Mereka akhirnya berkumpul kembali dalam satu rumah. Siska
meninggalkan perusahaannya. Rosi meninggalkan mawar-mawarnya, dan Novera
meninggalkan murid-muridnya untuk sementara sampai waktu yang tidak
ditentukan. Kehidupan baru mereka dimulai. Satu persatu kehidupan pribadi
mereka terbongkar. Siska tersangkut masalah dengan kliennya di Hongkong. Ia
dituduh melakukan pelacehan seksual oleh Michael kliennya. Bermula dari Siska
yang melanggar sumpahnya sendiri untuk tidak tidur dengan kliennya, Siska tidur
dengan Michael yang notabene adalah kliennya. Hal ini memunculkan masalah
buat Siska di hari-hari berikutnya. Siska dilaporkan Michael atas tuduhan
pelecehan seksual. Michael dengan licik memanfaatkan momentum perusahaan
132
Siska yang tengah ditimpa masalah untuk mengambilkan keuntungan dari
kasusnya. Tidak tanggung-tanggung Michael menuntut 200 juta dollar Singapura
kepada Siska.
Indah terlibat masalah percintaan dengan seorang pastor. Cinta terlarang
ini membuahkan janin di tubuh Indah. Indah dalam pilihan sulit untuk
memperthankan atau mengugurkan janinnya mengingat ayah dari anak yang
dikandung Indah adalah seorang pastor yang tidak mnungkin bertanggung jawab
dengan menikahi Indah.
Rosi sejak kecil memiliki perbedaan dengan saudari-saudarinya. Ia tidak
menyukai segala sesuatu yang identik dengan perempuan. Ia tidak suka pakai bra
dan rok. Ia lebih suka pakai celana dan kaos. Sifatnya seperti lelaki. Ketika
beranjak remaja orientasi seksnya berubah haluan. Rosi tidak menyukai laki-laki,
ia menyukai perempuan.
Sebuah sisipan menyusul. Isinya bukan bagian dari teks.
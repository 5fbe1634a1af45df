use bevy_ecs::prelude::*;
use bevy_utils::tracing::{debug, info, warn};
use serde::Serialize;

use crate::core::directives::{Directive, DirectiveLog, DirectiveSink, SubscriptionId};
use crate::core::ecs::{create_schedule, create_world};
use crate::data::session_config::{ConfigError, SessionConfig};
use crate::simulation::action_log::ActionLog;
use crate::simulation::choice::{ChoiceState, PromptState};
use crate::simulation::consent::{ConsentAction, EscalationState, UnknownAction};
use crate::simulation::continuations::{Continuation, ContinuationQueue};
use crate::simulation::intensity::IntensityState;
use crate::simulation::monologue::{MonologueSequencer, SequencerState};
use crate::simulation::popups::{PopupId, PopupRegistry};
use crate::simulation::threshold::{MonitorState, ThresholdMonitor};
use crate::simulation::time::{FrameDelta, SessionClock};
use crate::systems::{choice, escalation};

#[derive(Debug)]
pub enum SessionError {
    Config(ConfigError),
    UnknownAction(UnknownAction),
}

impl std::fmt::Display for SessionError {
    fn fmt(&self, f: &mut std::fmt::Formatter<'_>) -> std::fmt::Result {
        match self {
            SessionError::Config(err) => write!(f, "{}", err),
            SessionError::UnknownAction(err) => write!(f, "{}", err),
        }
    }
}

impl std::error::Error for SessionError {
    fn source(&self) -> Option<&(dyn std::error::Error + 'static)> {
        match self {
            SessionError::Config(err) => Some(err),
            SessionError::UnknownAction(err) => Some(err),
        }
    }
}

impl From<ConfigError> for SessionError {
    fn from(err: ConfigError) -> Self {
        SessionError::Config(err)
    }
}

impl From<UnknownAction> for SessionError {
    fn from(err: UnknownAction) -> Self {
        SessionError::UnknownAction(err)
    }
}

/// Data snapshot returned to the UI layer.
#[derive(Debug, Clone, Serialize)]
pub struct SessionSnapshot {
    pub now_ms: u64,
    pub alive: bool,
    pub escalation_started: bool,
    pub consent_window_visible: bool,
    pub open_popups: Vec<PopupId>,
    pub frozen: bool,
    pub alpha: f32,
    pub threshold: MonitorState,
    pub prompt_fires: u32,
    pub prompt: PromptState,
    pub decline_count: u32,
    pub sequencer: SequencerState,
    pub monologue_text: String,
    pub action_log_lines: usize,
}

/// One escalation session: the ECS world, its tick schedule and the
/// subscribers receiving directives.
///
/// Every external call runs to completion before returning, so registry
/// mutation, intensity recompute and the threshold check are never
/// interleaved with another call. Directives produced by a call are
/// delivered before it returns.
pub struct Session {
    world: World,
    schedule: Schedule,
    sinks: Vec<(SubscriptionId, Box<dyn DirectiveSink>)>,
    next_subscription: u64,
    alive: bool,
}

impl Session {
    /// Validate `config` and build a session. `seed` drives the log-rain glitch.
    pub fn new(config: SessionConfig, seed: u64) -> Result<Self, SessionError> {
        config.validate()?;
        let window_delay = config.consent_window_delay_ms;
        let mut world = create_world(config, seed);
        world
            .resource_mut::<ContinuationQueue>()
            .schedule(window_delay, Continuation::ShowConsentWindow);
        info!(seed, "session created");

        Ok(Self {
            world,
            schedule: create_schedule(),
            sinks: Vec::new(),
            next_subscription: 1,
            alive: true,
        })
    }

    pub fn subscribe<S>(&mut self, sink: S) -> SubscriptionId
    where
        S: DirectiveSink + 'static,
    {
        let id = SubscriptionId(self.next_subscription);
        self.next_subscription += 1;
        if self.alive {
            self.sinks.push((id, Box::new(sink)));
        }
        id
    }

    pub fn unsubscribe(&mut self, id: SubscriptionId) -> bool {
        let before = self.sinks.len();
        self.sinks.retain(|(sub, _)| *sub != id);
        before != self.sinks.len()
    }

    /// Maps a UI action id onto its consent action.
    pub fn on_user_action(&mut self, action_id: &str) -> Result<(), SessionError> {
        let action: ConsentAction = action_id.parse()?;
        self.apply_action(action);
        Ok(())
    }

    pub fn apply_action(&mut self, action: ConsentAction) {
        if !self.alive {
            return;
        }
        escalation::apply_consent_action(&mut self.world, action);
        self.flush();
    }

    pub fn begin_escalation(&mut self) {
        if !self.alive {
            return;
        }
        escalation::begin_escalation(&mut self.world);
        self.flush();
    }

    pub fn spawn_popups(&mut self, count: usize) -> Vec<PopupId> {
        if !self.alive {
            return Vec::new();
        }
        let spawned = escalation::spawn_popups(&mut self.world, count);
        self.flush();
        spawned
    }

    /// Close button on a popup. Returns the replacement popups, if any.
    pub fn on_popup_closed_by_user(&mut self, id: PopupId) -> Vec<PopupId> {
        if !self.alive {
            return Vec::new();
        }
        let spawned = escalation::close_popup_by_user(&mut self.world, id);
        self.flush();
        spawned
    }

    pub fn on_decision_accept(&mut self) -> bool {
        if !self.alive {
            return false;
        }
        let accepted = choice::accept(&mut self.world);
        self.flush();
        accepted
    }

    pub fn on_decision_decline(&mut self) -> Option<String> {
        if !self.alive {
            return None;
        }
        let outcome = choice::decline(&mut self.world);
        self.flush();
        outcome.map(|outcome| outcome.message)
    }

    /// Advance the timeline by `dt_ms` and resume due continuations.
    pub fn tick(&mut self, dt_ms: u64) {
        if !self.alive {
            return;
        }
        self.world.resource_mut::<FrameDelta>().0 = dt_ms;
        self.schedule.run(&mut self.world);
        self.flush();
    }

    /// Tear the session down: pending continuations are dropped, the
    /// monologue stops where it is, and every subscriber is detached.
    pub fn dispose(&mut self) {
        if !self.alive {
            return;
        }
        self.alive = false;
        self.world.resource_mut::<ContinuationQueue>().shutdown();
        self.world.resource_mut::<MonologueSequencer>().halt();
        let dropped = self.world.resource_mut::<DirectiveLog>().drain().len();
        let subscribers = self.sinks.len();
        self.sinks.clear();
        debug!(dropped, subscribers, "session disposed");
    }

    pub fn is_alive(&self) -> bool {
        self.alive
    }

    pub fn now_ms(&self) -> u64 {
        self.world.resource::<SessionClock>().now_ms
    }

    pub fn alpha(&self) -> f32 {
        self.world.resource::<IntensityState>().alpha
    }

    pub fn popup_count(&self) -> usize {
        self.world.resource::<PopupRegistry>().len()
    }

    pub fn prompt(&self) -> PromptState {
        self.world.resource::<ChoiceState>().prompt()
    }

    pub fn sequencer_state(&self) -> SequencerState {
        self.world.resource::<MonologueSequencer>().state()
    }

    pub fn action_log(&self) -> &ActionLog {
        self.world.resource::<ActionLog>()
    }

    pub fn config(&self) -> &SessionConfig {
        self.world.resource::<SessionConfig>()
    }

    pub fn snapshot(&self) -> SessionSnapshot {
        let registry = self.world.resource::<PopupRegistry>();
        let escalation = self.world.resource::<EscalationState>();
        let choice = self.world.resource::<ChoiceState>();
        let sequencer = self.world.resource::<MonologueSequencer>();
        let monitor = self.world.resource::<ThresholdMonitor>();

        SessionSnapshot {
            now_ms: self.now_ms(),
            alive: self.alive,
            escalation_started: escalation.started,
            consent_window_visible: escalation.consent_window_visible,
            open_popups: registry.ids().collect(),
            frozen: registry.is_frozen(),
            alpha: self.alpha(),
            threshold: monitor.state(),
            prompt_fires: monitor.fire_count(),
            prompt: choice.prompt(),
            decline_count: choice.decline_count(),
            sequencer: sequencer.state(),
            monologue_text: sequencer.visible_text().to_string(),
            action_log_lines: self.world.resource::<ActionLog>().len(),
        }
    }

    fn flush(&mut self) {
        let directives = self.world.resource_mut::<DirectiveLog>().drain();
        if directives.is_empty() {
            return;
        }
        if self.sinks.is_empty() {
            if directives
                .iter()
                .any(|d| matches!(d, Directive::MonologueLineRevealed(_)))
            {
                warn!("no subscriber attached, monologue reveal dropped");
            }
            debug!(count = directives.len(), "no subscriber, directives dropped");
            return;
        }
        for directive in &directives {
            for (_, sink) in self.sinks.iter_mut() {
                sink.deliver(directive);
            }
        }
    }
}

impl Drop for Session {
    fn drop(&mut self) {
        self.dispose();
    }
}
Dirinya makin tertekan dengan kenyataan ini. Rosi
merasa berada pada tubuh yang salah. Dia seharusnya bukan seorang perempuan
melainkan laki-laki. Pada saa-saat kritis inilah muncul sosok Roni dalam
tubuhnya. Roni mengambil alih tubuh dan pikiran Rosi.
Novera bayi yang paling terakhir lahir dan bayi yang paling lemah. Ia
tumbuh dengan lambat. Ia gadis yang lembut dan penyayang. Musibah
menghampirinya ketika beranjak dewasa. Ia harus merelakan rahimnya diangkat
karena kista ganas yang bersarang di rahimnya. Kehidupan Novera makin
melambat. Ia ditinggalkan begitu saja oleh kekasihnya, Ia kehilangan kepercayaan
dirinya. Novera mencoba berlari menghindari kehidupan dengan jalan menjadi
biarawati. Namun, keputusan tersebut ditentang keras oleh saudari-saudarinya.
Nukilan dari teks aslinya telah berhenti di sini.